%%
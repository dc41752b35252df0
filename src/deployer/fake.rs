/// In-memory [`ManagementApi`] that records every call
use async_trait::async_trait;
use chrono::{Duration, Utc};
use std::collections::VecDeque;
use std::sync::atomic::{AtomicU32, Ordering};
use std::sync::Mutex;
use tokio::time::Instant;

use crate::azure::models::{CredentialResult, ResourceGroupProperties};
use crate::azure::{
    AccessToken, ArmError, ClusterRef, CredentialKind, CredentialResults, DeleteOperation,
    DeletionStatus, ManagementApi, ResourceGroup,
};

/// Scripted answer for one credential request
#[derive(Debug, Clone)]
pub(crate) enum CredentialReply {
    NotFound,
    Status(u16),
    Kubeconfig(Vec<u8>),
    Empty,
}

pub(crate) struct FakeCloud {
    pub auth_fails: bool,
    /// Status returned by the cluster PUT; `None` accepts it
    pub create_status: Option<u16>,
    /// Replies for successive credential requests; the last one repeats
    pub credential_replies: Mutex<VecDeque<CredentialReply>>,
    /// Status polls a deletion stays pending for
    pub delete_pending_polls: AtomicU32,
    /// `Retry-After` hint attached to pending status checks
    pub delete_retry_after: Option<std::time::Duration>,

    pub token_calls: AtomicU32,
    pub resource_groups: Mutex<Vec<(String, String)>>,
    pub cluster_puts: Mutex<Vec<(ClusterRef, String)>>,
    pub credential_calls: Mutex<Vec<(CredentialKind, Instant)>>,
    pub deletions: Mutex<Vec<String>>,
    pub delete_polls: AtomicU32,
    pub delete_poll_times: Mutex<Vec<Instant>>,
    pub events: Mutex<Vec<&'static str>>,
}

impl Default for FakeCloud {
    fn default() -> Self {
        Self {
            auth_fails: false,
            create_status: None,
            credential_replies: Mutex::new(VecDeque::from([CredentialReply::Kubeconfig(
                b"apiVersion: v1\nkind: Config\n".to_vec(),
            )])),
            delete_pending_polls: AtomicU32::new(0),
            delete_retry_after: None,
            token_calls: AtomicU32::new(0),
            resource_groups: Mutex::new(Vec::new()),
            cluster_puts: Mutex::new(Vec::new()),
            credential_calls: Mutex::new(Vec::new()),
            deletions: Mutex::new(Vec::new()),
            delete_polls: AtomicU32::new(0),
            delete_poll_times: Mutex::new(Vec::new()),
            events: Mutex::new(Vec::new()),
        }
    }
}

impl FakeCloud {
    pub fn with_credential_replies(replies: Vec<CredentialReply>) -> Self {
        Self {
            credential_replies: Mutex::new(replies.into()),
            ..Default::default()
        }
    }

    fn event(&self, name: &'static str) {
        self.events.lock().unwrap().push(name);
    }
}

#[async_trait]
impl ManagementApi for FakeCloud {
    async fn get_token(&self) -> Result<AccessToken, ArmError> {
        self.event("token");
        self.token_calls.fetch_add(1, Ordering::SeqCst);
        if self.auth_fails {
            return Err(ArmError::Authentication(
                "invalid_client: AADSTS7000215".to_string(),
            ));
        }
        Ok(AccessToken::new("token", Utc::now() + Duration::hours(1)))
    }

    async fn create_or_update_resource_group(
        &self,
        _token: &AccessToken,
        name: &str,
        location: &str,
    ) -> Result<ResourceGroup, ArmError> {
        self.event("resource_group");
        self.resource_groups
            .lock()
            .unwrap()
            .push((name.to_string(), location.to_string()));
        Ok(ResourceGroup {
            id: format!("/subscriptions/sub/resourceGroups/{}", name),
            name: name.to_string(),
            location: location.to_string(),
            properties: Some(ResourceGroupProperties {
                provisioning_state: Some("Succeeded".to_string()),
            }),
        })
    }

    async fn create_managed_cluster(
        &self,
        _token: &AccessToken,
        cluster: &ClusterRef,
        body: String,
    ) -> Result<(), ArmError> {
        self.event("create_cluster");
        self.cluster_puts
            .lock()
            .unwrap()
            .push((cluster.clone(), body));
        match self.create_status {
            Some(status) => Err(ArmError::from_status(status, "")),
            None => Ok(()),
        }
    }

    async fn list_cluster_credentials(
        &self,
        _token: &AccessToken,
        _cluster: &ClusterRef,
        kind: CredentialKind,
    ) -> Result<CredentialResults, ArmError> {
        self.event("credentials");
        self.credential_calls
            .lock()
            .unwrap()
            .push((kind, Instant::now()));

        let reply = {
            let mut replies = self.credential_replies.lock().unwrap();
            if replies.len() > 1 {
                replies.pop_front()
            } else {
                replies.front().cloned()
            }
        };

        match reply.unwrap_or(CredentialReply::Empty) {
            CredentialReply::NotFound => Err(ArmError::from_status(404, "")),
            CredentialReply::Status(status) => Err(ArmError::from_status(status, "")),
            CredentialReply::Kubeconfig(value) => Ok(CredentialResults {
                kubeconfigs: vec![CredentialResult {
                    name: "clusterAdmin".to_string(),
                    value,
                }],
            }),
            CredentialReply::Empty => Ok(CredentialResults::default()),
        }
    }

    async fn begin_delete_resource_group(
        &self,
        _token: &AccessToken,
        name: &str,
    ) -> Result<DeleteOperation, ArmError> {
        self.event("delete");
        self.deletions.lock().unwrap().push(name.to_string());
        Ok(DeleteOperation::Pending {
            status_url: format!("https://management.example/operations/{}", name),
        })
    }

    async fn deletion_status(
        &self,
        _token: &AccessToken,
        _operation: &DeleteOperation,
    ) -> Result<DeletionStatus, ArmError> {
        self.delete_poll_times.lock().unwrap().push(Instant::now());
        let polls = self.delete_polls.fetch_add(1, Ordering::SeqCst);
        if polls >= self.delete_pending_polls.load(Ordering::SeqCst) {
            Ok(DeletionStatus::Finished)
        } else {
            Ok(DeletionStatus::Pending {
                retry_after: self.delete_retry_after,
            })
        }
    }
}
%%
Produce the whole listing again, exactly as it reads above.

repository dc41752b35252df0
filename src/deployer/fake.rs
/// In-memory [`ManagementApi`] that records every call
use async_trait::async_trait;
use chrono::{Duration, Utc};
use std::collections::VecDeque;
use std::sync::atomic::{AtomicU32, Ordering};
use std::sync::Mutex;
use tokio::time::Instant;

use crate::azure::models::{CredentialResult, ResourceGroupProperties};
use crate::azure::{
    AccessToken, ArmError, ClusterRef, CredentialKind, CredentialResults, DeleteOperation,
    DeletionStatus, ManagementApi, ResourceGroup,
};

/// Scripted answer for one credential request
#[derive(Debug, Clone)]
pub(crate) enum CredentialReply {
    NotFound,
    Status(u16),
    Kubeconfig(Vec<u8>),
    Empty,
}

pub(crate) struct FakeCloud {
    pub auth_fails: bool,
    /// Status returned by the cluster PUT; `None` accepts it
    pub create_status: Option<u16>,
    /// Replies for successive credential requests; the last one repeats
    pub credential_replies: Mutex<VecDeque<CredentialReply>>,
    /// Status polls a deletion stays pending for
    pub delete_pending_polls: AtomicU32,
    /// `Retry-After` hint attached to pending status checks
    pub delete_retry_after: Option<std::time::Duration>,

    pub token_calls: AtomicU32,
    pub resource_groups: Mutex<Vec<(String, String)>>,
    pub cluster_puts: Mutex<Vec<(ClusterRef, String)>>,
    pub credential_calls: Mutex<Vec<(CredentialKind, Instant)>>,
    pub deletions: Mutex<Vec<String>>,
    pub delete_polls: AtomicU32,
    pub delete_poll_times: Mutex<Vec<Instant>>,
    pub events: Mutex<Vec<&'static str>>,
}

impl Default for FakeCloud {
    fn default() -> Self {
        Self {
            auth_fails: false,
            create_status: None,
            credential_replies: Mutex::new(VecDeque::from([CredentialReply::Kubeconfig(
                b"apiVersion: v1\nkind: Config\n".to_vec(),
            )])),
            delete_pending_polls: AtomicU32::new(0),
            delete_retry_after: None,
            token_calls: AtomicU32::new(0),
            resource_groups: Mutex::new(Vec::new()),
            cluster_puts: Mutex::new(Vec::new()),
            credential_calls: Mutex::new(Vec::new()),
            deletions: Mutex::new(Vec::new()),
            delete_polls: AtomicU32::new(0),
            delete_poll_times: Mutex::new(Vec::new()),
            events: Mutex::new(Vec::new()),
        }
    }
}

impl FakeCloud {
    pub fn with_credential_replies(replies: Vec<CredentialReply>) -> Self {
        Self {
            credential_replies: Mutex::new(replies.into()),
            ..Default::default()
        }
    }

    fn event(&self, name: &'static str) {
        self.events.lock().unwrap().push(name);
    }
}

#[async_trait]
impl ManagementApi for FakeCloud {
    async fn get_token(&self) -> Result<AccessToken, ArmError> {
        self.event("token");
        self.token_calls.fetch_add(1, Ordering::SeqCst);
        if self.auth_fails {
            return Err(ArmError::Authentication(
                "invalid_client: AADSTS7000215".to_string(),
            ));
        }
        Ok(AccessToken::new("token", Utc::now() + Duration::hours(1)))
    }

    async fn create_or_update_resource_group(
        &self,
        _token: &AccessToken,
        name: &str,
        location: &str,
    ) -> Result<ResourceGroup, ArmError> {
        self.event("resource_group");
        self.resource_groups
            .lock()
            .unwrap()
            .push((name.to_string(), location.to_string()));
        Ok(ResourceGroup {
            id: format!("/subscriptions/sub/resourceGroups/{}", name),
            name: name.to_string(),
            location: location.to_string(),
            properties: Some(ResourceGroupProperties {
                provisioning_state: Some("Succeeded".to_string()),
            }),
        })
    }

    async fn create_managed_cluster(
        &self,
        _token: &AccessToken,
        cluster: &ClusterRef,
        body: String,
    ) -> Result<(), ArmError> {
        self.event("create_cluster");
        self.cluster_puts
            .lock()
            .unwrap()
            .push((cluster.clone(), body));
        match self.create_status {
            Some(status) => Err(ArmError::from_status(status, "")),
            None => Ok(()),
        }
    }

    async fn list_cluster_credentials(
        &self,
        _token: &AccessToken,
        _cluster: &ClusterRef,
        kind: CredentialKind,
    ) -> Result<CredentialResults, ArmError> {
        self.event("credentials");
        self.credential_calls
            .lock()
            .unwrap()
            .push((kind, Instant::now()));

        let reply = {
            let mut replies = self.credential_replies.lock().unwrap();
            if replies.len() > 1 {
                replies.pop_front()
            } else {
                replies.front().cloned()
            }
        };

        match reply.unwrap_or(CredentialReply::Empty) {
            CredentialReply::NotFound => Err(ArmError::from_status(404, "")),
            CredentialReply::Status(status) => Err(ArmError::from_status(status, "")),
            CredentialReply::Kubeconfig(value) => Ok(CredentialResults {
                kubeconfigs: vec![CredentialResult {
                    name: "clusterAdmin".to_string(),
                    value,
                }],
            }),
            CredentialReply::Empty => Ok(CredentialResults::default()),
        }
    }

    async fn begin_delete_resource_group(
        &self,
        _token: &AccessToken,
        name: &str,
    ) -> Result<DeleteOperation, ArmError> {
        self.event("delete");
        self.deletions.lock().unwrap().push(name.to_string());
        Ok(DeleteOperation::Pending {
            status_url: format!("https://management.example/operations/{}", name),
        })
    }

    async fn deletion_status(
        &self,
        _token: &AccessToken,
        _operation: &DeleteOperation,
    ) -> Result<DeletionStatus, ArmError> {
        self.delete_poll_times.lock().unwrap().push(Instant::now());
        let polls = self.delete_polls.fetch_add(1, Ordering::SeqCst);
        if polls >= self.delete_pending_polls.load(Ordering::SeqCst) {
            Ok(DeletionStatus::Finished)
        } else {
            Ok(DeletionStatus::Pending {
                retry_after: self.delete_retry_after,
            })
        }
    }
}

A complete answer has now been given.